RIAUPOS.CO – Quick Response Code Indonesian Standard (QRIS) kini menjelma sebagai platform pembayaran digital terbesar di Indonesia. Layanannya telah digunakan oleh lebih dari 58 juta konsumen dan 41 juta merchant, di mana 93,16 persen di antaranya merupakan pelaku UMKM.
Menurut data Bank Indonesia (BI) per Agustus 2025, pada semester I 2025 QRIS telah memproses 6,05 miliar transaksi dengan nilai mencapai Rp579 triliun. Penggunaannya pun tidak hanya domestik, tetapi juga mendukung pembayaran internasional di Thailand, Malaysia, Filipina, Singapura, Vietnam, Laos, Brunei, Jepang, dan Korea.
Prasasti Center for Policy Studies (Prasasti) menilai peningkatan peran QRIS sebagai alat pembayaran digital menjadi indikator penting kemajuan pembangunan digital Indonesia dalam satu dekade terakhir. Digitalisasi dinilai semakin berpotensi menjadi motor baru perekonomian, tercermin dari intensifnya penggunaan QRIS dalam aktivitas transaksi masyarakat.
Gundy Cahyadi, Research Director Prasasti, menuturkan bahwa adopsi QRIS melonjak pesat dalam lima tahun terakhir dengan nilai transaksi hampir tiga kali lipat tiap tahun.
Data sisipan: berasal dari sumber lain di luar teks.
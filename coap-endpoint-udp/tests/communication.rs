// Copyright 2019 Google LLC
//
// Licensed under the Apache License, Version 2.0 (the "License");
// you may not use this file except in compliance with the License.
// You may obtain a copy of the License at
//
//     https://www.apache.org/licenses/LICENSE-2.0
//
// Unless required by applicable law or agreed to in writing, software
// distributed under the License is distributed on an "AS IS" BASIS,
// WITHOUT WARRANTIES OR CONDITIONS OF ANY KIND, either express or implied.
// See the License for the specific language governing permissions and
// limitations under the License.
//

//! Client/server round trip over the loopback interface.

use coap_endpoint::{
    Coap, Message, MethodDispatcher, MethodHandler, MethodOutcome, MsgCode, MsgType,
    TransactionResult, Transport,
};
use coap_endpoint_udp::UdpTransport;
use std::net::SocketAddr;
use std::sync::atomic::{AtomicBool, Ordering};
use std::sync::{Arc, Mutex};
use std::thread;
use std::time::Duration;

const PAYLOAD: &[u8] = b"123456789 123456789 123456789 123456789 123456789 \
                         123456789 123456789 123456789 123456789 123456789 ";

struct TextResource;

impl MethodHandler for TextResource {
    fn on_get(&self, request: &Message) -> MethodOutcome {
        if request.options.uri_path() != vec!["text".to_owned()] {
            return MethodOutcome::Respond(Message::ack(
                request,
                MsgCode::ClientErrorNotFound,
                b"Error: Resource not found!".to_vec(),
            ));
        }

        MethodOutcome::Respond(Message::ack(
            request,
            MsgCode::SuccessContent,
            PAYLOAD.to_vec(),
        ))
    }
}

#[test]
fn client_server_communication() {
    let server_transport = Arc::new(UdpTransport::new(0));
    let server = Coap::new(server_transport.clone());
    server.register_request_handler(Arc::new(MethodDispatcher(TextResource)));
    server_transport.open().unwrap();
    let server_port = server_transport.local_addr().unwrap().port();

    let client_transport = Arc::new(UdpTransport::new(0));
    let client = Coap::new(client_transport.clone());
    client_transport.open().unwrap();

    let received = Arc::new(AtomicBool::new(false));
    let payload = Arc::new(Mutex::new(Vec::new()));

    let mut request = Message::request(MsgType::Con, MsgCode::MethodGet);
    request.options.set_uri_path(vec!["text"]);
    request.remote = Some(
        format!("127.0.0.1:{}", server_port)
            .parse::<SocketAddr>()
            .unwrap(),
    );
    request.timeout = Duration::from_secs(2);

    let callback_received = received.clone();
    let callback_payload = payload.clone();
    client
        .request(
            request,
            Some(Box::new(move |result, _request, response| {
                if result == TransactionResult::Success {
                    if let Some(response) = response {
                        *callback_payload.lock().unwrap() = response.payload.clone();
                    }
                }
                callback_received.store(true, Ordering::SeqCst);
            })),
        )
        .unwrap();

    let mut counter = 0;
    while !received.load(Ordering::SeqCst) {
        counter += 1;
        assert!(counter < 500, "timeout while waiting for the response");
        thread::sleep(Duration::from_millis(10));
    }

    assert_eq!(PAYLOAD.to_vec(), *payload.lock().unwrap());

    client_transport.close();
    server_transport.close();
}
// Copyright 2019 Google LLC
//
// Licensed under the Apache License, Version 2.0 (the "License");
// you may not use this file except in compliance with the License.
// You may obtain a copy of the License at
//
//     https://www.apache.org/licenses/LICENSE-2.0
//
// Unless required by applicable law or agreed to in writing, software
// distributed under the License is distributed on an "AS IS" BASIS,
// WITHOUT WARRANTIES OR CONDITIONS OF ANY KIND, either express or implied.
// See the License for the specific language governing permissions and
// limitations under the License.
//

//! Module defining various CoAP-related constants.

/// The standard default IP port number used for CoAP-over-UDP.
pub const DEFAULT_PORT_COAP_UDP: u16 = 5683;

/// The only protocol version defined by RFC 7252. Messages carrying any
/// other version number are rejected at decode time.
pub const COAP_VERSION: u8 = 1;

/// Maximum length of a message token, in bytes.
pub const MAX_TOKEN_LENGTH: usize = 8;

/// Default block size exponent for block-wise transfers (64-byte blocks).
pub const DEFAULT_BLOCK_SIZE_EXP: u8 = 2;
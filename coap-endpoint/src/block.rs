// Copyright 2019 Google LLC
//
// Licensed under the Apache License, Version 2.0 (the "License");
// you may not use this file except in compliance with the License.
// You may obtain a copy of the License at
//
//     https://www.apache.org/licenses/LICENSE-2.0
//
// Unless required by applicable law or agreed to in writing, software
// distributed under the License is distributed on an "AS IS" BASIS,
// WITHOUT WARRANTIES OR CONDITIONS OF ANY KIND, either express or implied.
// See the License for the specific language governing permissions and
// limitations under the License.
//

//! Block-wise transfer helpers: the `block1`/`block2` option value type and
//! construction of block-carrying requests and responses.

use crate::consts::MAX_TOKEN_LENGTH;
use crate::error::Error;
use crate::message::{random_token, Message, MsgCode, MsgType};

/// Type for interpreting and constructing `block1` and `block2` option
/// values.
///
/// The wire form is the integer `(num << 4) | (m << 3) | szx`, where the
/// actual block size is `2^(szx + 4)` bytes.
#[derive(Debug, Copy, Clone, Eq, Hash, PartialEq)]
pub struct BlockInfo(pub u32);

impl BlockInfo {
    const MORE_FLAG: u32 = 0b1000;

    /// Maximum legal value for `num`.
    pub const NUM_MAX: u32 = (1 << 20) - 1;

    /// Maximum legal value for `szx` (1024-byte blocks); 7 is reserved.
    pub const SZX_MAX: u8 = 6;

    /// Constructs a new `BlockInfo` from the block number, more flag, and
    /// size exponent. Returns `None` if `num` or `szx` is out of range.
    pub fn new(num: u32, m: bool, szx: u8) -> Option<BlockInfo> {
        if num > Self::NUM_MAX || szx > Self::SZX_MAX {
            None
        } else {
            Some(BlockInfo((num << 4) | ((m as u32) << 3) | u32::from(szx)))
        }
    }

    /// Block number value.
    #[inline]
    pub fn num(&self) -> u32 {
        self.0 >> 4
    }

    /// More flag value. If set, there are more blocks to follow.
    #[inline]
    pub fn more(&self) -> bool {
        (self.0 & Self::MORE_FLAG) == Self::MORE_FLAG
    }

    /// Block size exponent field value.
    #[inline]
    pub fn szx(&self) -> u8 {
        self.0 as u8 & 0b111
    }

    /// The size of this block, in bytes.
    #[inline]
    pub fn size(&self) -> usize {
        1 << (self.szx() as usize + 4)
    }

    /// The offset (in bytes) that this block starts at.
    #[inline]
    pub fn offset(&self) -> usize {
        self.num() as usize * self.size()
    }
}

impl std::fmt::Display for BlockInfo {
    fn fmt(&self, f: &mut std::fmt::Formatter<'_>) -> std::fmt::Result {
        write!(f, "{}/{}/{}", self.num(), self.more() as u8, self.size())
    }
}

/// Returns the `num`-th block of `data` for block size `2^(szx + 4)` along
/// with the more flag. Returns `(None, false)` when the block offset lies at
/// or past the end of `data`.
pub fn extract_block(data: &[u8], num: u32, szx: u8) -> (Option<&[u8]>, bool) {
    let size = 1usize << (szx as usize + 4);
    let offset = num as usize * size;

    if offset >= data.len() {
        return (None, false);
    }

    let more = offset + size < data.len();
    let end = if more { offset + size } else { data.len() };

    (Some(&data[offset..end]), more)
}

/// Builds the `num`-th block-1 request of an upload of `data`.
///
/// Fails with [`Error::InvalidArgument`] unless the type is CON or NON, the
/// code is PUT or POST, and the block number addresses a block inside `data`.
pub fn build_block1_request(
    data: &[u8],
    num: u32,
    uri_path: &[&str],
    mtype: MsgType,
    code: MsgCode,
    szx: u8,
) -> Result<Message, Error> {
    if !mtype.is_con() && !mtype.is_non() {
        return Err(Error::InvalidArgument);
    }
    if code != MsgCode::MethodPut && code != MsgCode::MethodPost {
        return Err(Error::InvalidArgument);
    }

    BlockInfo::new(num, false, szx).ok_or(Error::InvalidArgument)?;
    let (payload, more) = extract_block(data, num, szx);
    let payload = payload.ok_or(Error::InvalidArgument)?;

    let mut request = Message::request(mtype, code);
    request.token = random_token(MAX_TOKEN_LENGTH);
    request.payload = payload.to_vec();
    request.options.set_uri_path(uri_path.iter().copied());
    request
        .options
        .set_block1(BlockInfo::new(num, more, szx).ok_or(Error::InvalidArgument)?);

    Ok(request)
}

/// Builds a response acknowledging the block-1 request `request`, echoing its
/// block descriptor: `2.31 Continue` while more blocks are expected and
/// `2.04 Changed` for the final block.
///
/// Fails with [`Error::InvalidArgument`] if the request carries no `block1`
/// option.
pub fn build_block1_response(request: &Message) -> Result<Message, Error> {
    let block1 = request.options.block1().ok_or(Error::InvalidArgument)?;

    let code = if block1.more() {
        MsgCode::SuccessContinue
    } else {
        MsgCode::SuccessChanged
    };

    let mut response = if request.mtype == Some(MsgType::Con) {
        Message::ack(request, code, Vec::new())
    } else {
        let mut msg = Message::request(MsgType::Non, code);
        msg.token = request.token;
        msg.remote = request.remote;
        msg
    };
    response.options.set_block1(block1);

    Ok(response)
}

/// Builds a GET request for the `num`-th block of a resource.
pub fn build_block2_request(
    num: u32,
    uri_path: &[&str],
    mtype: MsgType,
    szx: u8,
) -> Result<Message, Error> {
    if !mtype.is_con() && !mtype.is_non() {
        return Err(Error::InvalidArgument);
    }

    let block = BlockInfo::new(num, false, szx).ok_or(Error::InvalidArgument)?;

    let mut request = Message::request(mtype, MsgCode::MethodGet);
    request.token = random_token(MAX_TOKEN_LENGTH);
    request.options.set_uri_path(uri_path.iter().copied());
    request.options.set_block2(block);

    Ok(request)
}

/// Builds the block-2 response for `request`, carrying the block of `data`
/// the request's `block2` option asks for. The response is a piggybacked ACK
/// for a CON request and a NON message echoing the request's token otherwise.
///
/// Fails with [`Error::InvalidArgument`] if the request carries no `block2`
/// option or the requested block lies past the end of `data`.
pub fn build_block2_response(data: &[u8], request: &Message) -> Result<Message, Error> {
    let block2 = request.options.block2().ok_or(Error::InvalidArgument)?;

    let (payload, more) = extract_block(data, block2.num(), block2.szx());
    let payload = payload.ok_or(Error::InvalidArgument)?;

    let mut response = if request.mtype == Some(MsgType::Con) {
        Message::ack(request, MsgCode::SuccessContent, payload.to_vec())
    } else {
        let mut msg = Message::request(MsgType::Non, MsgCode::SuccessContent);
        msg.token = request.token;
        msg.remote = request.remote;
        msg.payload = payload.to_vec();
        msg
    };
    response
        .options
        .set_block2(BlockInfo::new(block2.num(), more, block2.szx()).ok_or(Error::InvalidArgument)?);

    Ok(response)
}
// Copyright 2019 Google LLC
//
// Licensed under the Apache License, Version 2.0 (the "License");
// you may not use this file except in compliance with the License.
// You may obtain a copy of the License at
//
//     https://www.apache.org/licenses/LICENSE-2.0
//
// Unless required by applicable law or agreed to in writing, software
// distributed under the License is distributed on an "AS IS" BASIS,
// WITHOUT WARRANTIES OR CONDITIONS OF ANY KIND, either express or implied.
// See the License for the specific language governing permissions and
// limitations under the License.
//

//! [`std::net::UdpSocket`]-backed [`Transport`](coap_endpoint::Transport)
//! for [`coap-endpoint`](coap_endpoint).
//!
//! ```no_run
//! use coap_endpoint::Coap;
//! use coap_endpoint_udp::UdpTransport;
//! use std::sync::Arc;
//!
//! let transport = Arc::new(UdpTransport::new(coap_endpoint::consts::DEFAULT_PORT_COAP_UDP));
//! let coap = Coap::new(transport.clone());
//! coap.transport().open().expect("UDP bind failed");
//! ```

#[macro_use]
extern crate log;

mod udp_transport;

pub use udp_transport::UdpTransport;
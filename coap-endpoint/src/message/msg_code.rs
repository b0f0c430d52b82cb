// Copyright 2019 Google LLC
//
// Licensed under the Apache License, Version 2.0 (the "License");
// you may not use this file except in compliance with the License.
// You may obtain a copy of the License at
//
//     https://www.apache.org/licenses/LICENSE-2.0
//
// Unless required by applicable law or agreed to in writing, software
// distributed under the License is distributed on an "AS IS" BASIS,
// WITHOUT WARRANTIES OR CONDITIONS OF ANY KIND, either express or implied.
// See the License for the specific language governing permissions and
// limitations under the License.
//

/// Enum representing a CoAP message code.
#[derive(Debug, Copy, Eq, PartialEq, Clone, Hash)]
pub enum MsgCode {
    /// Empty message code. Only used for ping requests, resets, and empty
    /// acknowledgements.
    Empty = 0x00,

    /// CoAP GET method.
    MethodGet = 0x01,

    /// CoAP POST method.
    MethodPost = 0x02,

    /// CoAP PUT method.
    MethodPut = 0x03,

    /// CoAP DELETE method.
    MethodDelete = 0x04,

    /// CoAP CREATED success code.
    SuccessCreated = 0x41,

    /// CoAP DELETED success code.
    SuccessDeleted = 0x42,

    /// CoAP VALID success code.
    SuccessValid = 0x43,

    /// CoAP CHANGED success code.
    SuccessChanged = 0x44,

    /// CoAP CONTENT success code.
    SuccessContent = 0x45,

    /// CoAP CONTINUE success code.
    SuccessContinue = 0x5F,

    /// CoAP BAD_REQUEST client error.
    ClientErrorBadRequest = 0x80,

    /// CoAP UNAUTHORIZED client error.
    ClientErrorUnauthorized = 0x81,

    /// CoAP BAD_OPTION client error.
    ClientErrorBadOption = 0x82,

    /// CoAP FORBIDDEN client error.
    ClientErrorForbidden = 0x83,

    /// CoAP NOT_FOUND client error.
    ClientErrorNotFound = 0x84,

    /// CoAP METHOD_NOT_ALLOWED client error.
    ClientErrorMethodNotAllowed = 0x85,

    /// CoAP NOT_ACCEPTABLE client error.
    ClientErrorNotAcceptable = 0x86,

    /// CoAP REQUEST_ENTITY_INCOMPLETE client error.
    ClientErrorRequestEntityIncomplete = 0x88,

    /// CoAP PRECONDITION_FAILED client error.
    ClientErrorPreconditionFailed = 0x8C,

    /// CoAP REQUEST_ENTITY_TOO_LARGE client error.
    ClientErrorRequestEntityTooLarge = 0x8D,

    /// CoAP UNSUPPORTED_MEDIA_TYPE client error.
    ClientErrorUnsupportedMediaType = 0x8F,

    /// CoAP INTERNAL_SERVER_ERROR server error.
    ServerErrorInternalServerError = 0xA0,

    /// CoAP NOT_IMPLEMENTED server error.
    ServerErrorNotImplemented = 0xA1,

    /// CoAP BAD_GATEWAY server error.
    ServerErrorBadGateway = 0xA2,

    /// CoAP SERVICE_UNAVAILABLE server error.
    ServerErrorServiceUnavailable = 0xA3,

    /// CoAP GATEWAY_TIMEOUT server error.
    ServerErrorGatewayTimeout = 0xA4,

    /// CoAP PROXYING_NOT_SUPPORTED server error.
    ServerErrorProxyingNotSupported = 0xA5,
}

impl MsgCode {
    /// Tries to convert the given `u8` into a `MsgCode`. If the given code
    /// isn't recognized, this method will return `None`.
    pub fn try_from(x: u8) -> Option<MsgCode> {
        use MsgCode::*;
        match x {
            0x00 => Some(Empty),
            0x01 => Some(MethodGet),
            0x02 => Some(MethodPost),
            0x03 => Some(MethodPut),
            0x04 => Some(MethodDelete),

            0x41 => Some(SuccessCreated),
            0x42 => Some(SuccessDeleted),
            0x43 => Some(SuccessValid),
            0x44 => Some(SuccessChanged),
            0x45 => Some(SuccessContent),
            0x5F => Some(SuccessContinue),

            0x80 => Some(ClientErrorBadRequest),
            0x81 => Some(ClientErrorUnauthorized),
            0x82 => Some(ClientErrorBadOption),
            0x83 => Some(ClientErrorForbidden),
            0x84 => Some(ClientErrorNotFound),
            0x85 => Some(ClientErrorMethodNotAllowed),
            0x86 => Some(ClientErrorNotAcceptable),
            0x88 => Some(ClientErrorRequestEntityIncomplete),
            0x8C => Some(ClientErrorPreconditionFailed),
            0x8D => Some(ClientErrorRequestEntityTooLarge),
            0x8F => Some(ClientErrorUnsupportedMediaType),

            0xA0 => Some(ServerErrorInternalServerError),
            0xA1 => Some(ServerErrorNotImplemented),
            0xA2 => Some(ServerErrorBadGateway),
            0xA3 => Some(ServerErrorServiceUnavailable),
            0xA4 => Some(ServerErrorGatewayTimeout),
            0xA5 => Some(ServerErrorProxyingNotSupported),

            _ => None,
        }
    }

    /// Returns true if this is the empty code.
    pub fn is_empty(self) -> bool {
        self as u8 == 0
    }

    /// Returns true if this code is a request method (`0.01`-`0.31`).
    pub fn is_request(self) -> bool {
        let code = self as u8;
        code >= 0x01 && code < 0x20
    }

    /// Returns true if this code is a response (`2.00`-`5.31`).
    pub fn is_response(self) -> bool {
        let code = self as u8;
        code >= 0x40 && code < 0xC0
    }

    /// Returns true if this code indicates success (`2.00`-`2.31`).
    pub fn is_success(self) -> bool {
        let code = self as u8;
        code >= 0x40 && code < 0x60
    }
}

impl Default for MsgCode {
    fn default() -> Self {
        MsgCode::Empty
    }
}

impl core::convert::From<MsgCode> for u8 {
    fn from(code: MsgCode) -> Self {
        code as u8
    }
}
Perkembangan ini, katanya, turut membantu UMKM mengelola keuangan secara lebih baik, meningkatkan keamanan, dan memberi kemudahan pembayaran nontunai bagi konsumen.
Prasasti juga menyebut keberhasilan QRIS sebagai bukti kuat peran digitalisasi dalam memperkuat pondasi ekonomi nasional. Riset mereka menunjukkan bahwa digitalisasi meningkatkan efektivitas investasi hampir dua kali lipat dalam mendongkrak pertumbuhan ekonomi. Hal ini terlihat dari ICOR sektor yang telah terdigitalisasi yang berada di level 4,3, lebih rendah dibandingkan ICOR nasional sebesar 6,6.
Lebih jauh, Prasasti menekankan bahwa digitalisasi bukan hanya soal e-commerce atau media sosial, tetapi pengungkit ekonomi lintas sektor yang harus merata di seluruh wilayah Indonesia. Pemerintah pun menempatkan digitalisasi UMKM sebagai prioritas karena besarnya kontribusi sektor tersebut. Namun, tingkat adopsi digital UMKM masih dinilai rendah sehingga menghambat daya saing dan produktivitas.
Prasasti turut menyoroti fenomena hollow middle, yakni minimnya jumlah usaha menengah di antara dominasi usaha mikro dan korporasi besar. Digitalisasi diyakini mampu mendorong UMKM naik kelas lewat akses teknologi, pembiayaan digital, dan perluasan pasar. “QRIS menjadi pintu masuk dalam proses ini,” jelas Gundy. Menurutnya, catatan transaksi QRIS bisa dimanfaatkan sebagai alternative credit scoring untuk memperluas akses pembiayaan UMKM yang selama ini sulit mengakses lembaga keuangan formal.
Ia menambahkan, pemerintah memiliki kesempatan menghubungkan data QRIS dengan sistem perpajakan digital untuk meningkatkan transparansi dan kepatuhan pajak. Selain UMKM, sektor lain yang dinilai memiliki dampak besar namun tingkat digitalisasinya masih rendah adalah administrasi pemerintahan. Integrasi platform data dan digitalisasi layanan publik disebut dapat memangkas birokrasi, mempercepat pelayanan, dan memperbaiki posisi Indonesia dalam ease of doing business.
“Digitalisasi bukan sekadar peningkatan teknologi. Ini adalah fondasi penting yang mampu meningkatkan produktivitas, memperkuat daya saing UMKM, dan menjadi pilar transformasi ekonomi jangka panjang,” pungkas Gundy.